Abstract

Dye-sensitized solar cells (DSSCs) demonstrate a clean and cheap technology to harness solar energy efficiently and have been studied in a large scale for safe and reliable energy supply. This research focuses on the experimental and computational study of DSSCs based on a different and novel metal oxide, bismuth tungstate (Bi2WO6), semiconductor as an electron conductor. This work is divided into four main topics: (1) the search for an appropriate Bi2WO6 nanostructure for better dye absorption, (2) comparison between Bi2WO6 and TiO2 as photoanodes, (3) the impact of the semiconductor morphology on the performance of DSSCs, and (4) the study of the structural and dynamical properties of the dye solution and also the electrolyte mixture near electrodes in DSSCs.
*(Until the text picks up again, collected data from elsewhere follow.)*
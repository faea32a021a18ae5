//! Shared application state.
//!
//! Holds the services every handler and the scheduler share, wired over a
//! [`CachedStore`] in front of the configured storage backend.

use std::sync::Arc;

use anyhow::Context;
use tokio::sync::broadcast;

use skymail_core::integrations::{Geocoder, MailTransport, WeatherProvider};
use skymail_core::storage::Resolver;

use crate::config::Config;
use crate::integrations::{GoogleMapsClient, SmtpMailer};
use crate::services::{
    NotificationDispatcher, SubscriptionOrchestrator, TokenLifecycle, WeatherService,
};
use crate::storage::CachedStore;
use crate::templates::EmailTemplates;

/// External collaborators the services talk to.
pub struct Collaborators {
    pub geocoder: Arc<dyn Geocoder>,
    pub weather: Arc<dyn WeatherProvider>,
    pub mailer: Arc<dyn MailTransport>,
}

/// Shared application state, cloned into each request handler.
#[derive(Clone)]
pub struct AppState {
    pub orchestrator: Arc<SubscriptionOrchestrator>,
    pub weather: Arc<WeatherService>,
    pub dispatcher: Arc<NotificationDispatcher>,
    /// Shutdown signal sender for background tasks.
    pub shutdown_tx: broadcast::Sender<()>,
}

impl AppState {
    /// Wires the services over `store`.
    pub fn build(
        store: Arc<dyn Resolver>,
        collaborators: Collaborators,
        config: &Config,
    ) -> anyhow::Result<Self> {
        let templates = Arc::new(
            EmailTemplates::new(&config.frontend_url)
                .with_context(|| format!("invalid FRONTEND_URL: {}", config.frontend_url))?,
        );

        let tokens = Arc::new(TokenLifecycle::new(store.clone()));
        let weather = Arc::new(WeatherService::new(
            store.clone(),
            collaborators.geocoder,
            collaborators.weather,
        ));
        let orchestrator = Arc::new(SubscriptionOrchestrator::new(
            store.clone(),
            weather.clone(),
            tokens,
            collaborators.mailer.clone(),
            templates.clone(),
        ));
        let dispatcher = Arc::new(NotificationDispatcher::new(
            store,
            weather.clone(),
            collaborators.mailer,
            templates,
            config.dispatch_concurrency,
        ));
        let (shutdown_tx, _) = broadcast::channel(1);

        Ok(Self {
            orchestrator,
            weather,
            dispatcher,
            shutdown_tx,
        })
    }

    /// Google and SMTP clients built from `config`.
    pub fn collaborators(config: &Config) -> anyhow::Result<Collaborators> {
        if config.google_maps_api_key.is_empty() {
            tracing::warn!("GOOGLE_MAPS_API_KEY is not set; geocoding and weather lookups will fail");
        }
        let google = Arc::new(GoogleMapsClient::new(&config.google_maps_api_key)?);
        let mailer = Arc::new(
            SmtpMailer::new(&config.smtp_settings()).context("failed to configure SMTP")?,
        );

        Ok(Collaborators {
            geocoder: google.clone(),
            weather: google,
            mailer,
        })
    }

    /// Signal all background tasks to shut down.
    pub fn signal_shutdown(&self) {
        let _ = self.shutdown_tx.send(());
    }
}

#[cfg(feature = "sqlite")]
mod sqlite_backend {
    use super::*;
    use crate::storage::SqliteRepository;

    impl AppState {
        /// Creates AppState with SQLite storage behind the cache.
        pub async fn new(config: &Config) -> anyhow::Result<Self> {
            let sqlite = Arc::new(
                SqliteRepository::new(&config.sqlite_path)
                    .await
                    .with_context(|| format!("failed to open {}", config.sqlite_path))?,
            );
            tracing::info!(path = %config.sqlite_path, "Using SQLite storage");

            let store = Arc::new(CachedStore::new(sqlite, config.cache_max_entries));
            Self::build(store, Self::collaborators(config)?, config)
        }
    }
}

#[cfg(not(feature = "sqlite"))]
mod inmemory_backend {
    use super::*;
    use crate::storage::InMemoryRepository;

    impl AppState {
        /// Creates AppState with in-memory storage behind the cache.
        pub async fn new(config: &Config) -> anyhow::Result<Self> {
            tracing::warn!("Using in-memory storage; data is lost on restart");

            let memory = Arc::new(InMemoryRepository::new());
            let store = Arc::new(CachedStore::new(memory, config.cache_max_entries));
            Self::build(store, Self::collaborators(config)?, config)
        }
    }
}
This study pointed out the poor properties of ruthenium-complex dye as sensitizers for Bi2WO6 and the great effect of Bi2WO6 surface charge on dye adsorption. The best performance of Bi2WO6 DSSC was obtained for morphologies synthesized at pH = 1, which can be attributed to the less negative surface charges of Bi2WO6 nanoparticles. Another important part of this paper was devoted to study the electrolyte distribution between anode and cathode surfaces for both TiO2 and Bi2WO6 DSSCs. To our knowledge, acetonitrile-based electrolyte interactions with the Bi2WO6 photoanode have not been explored to date.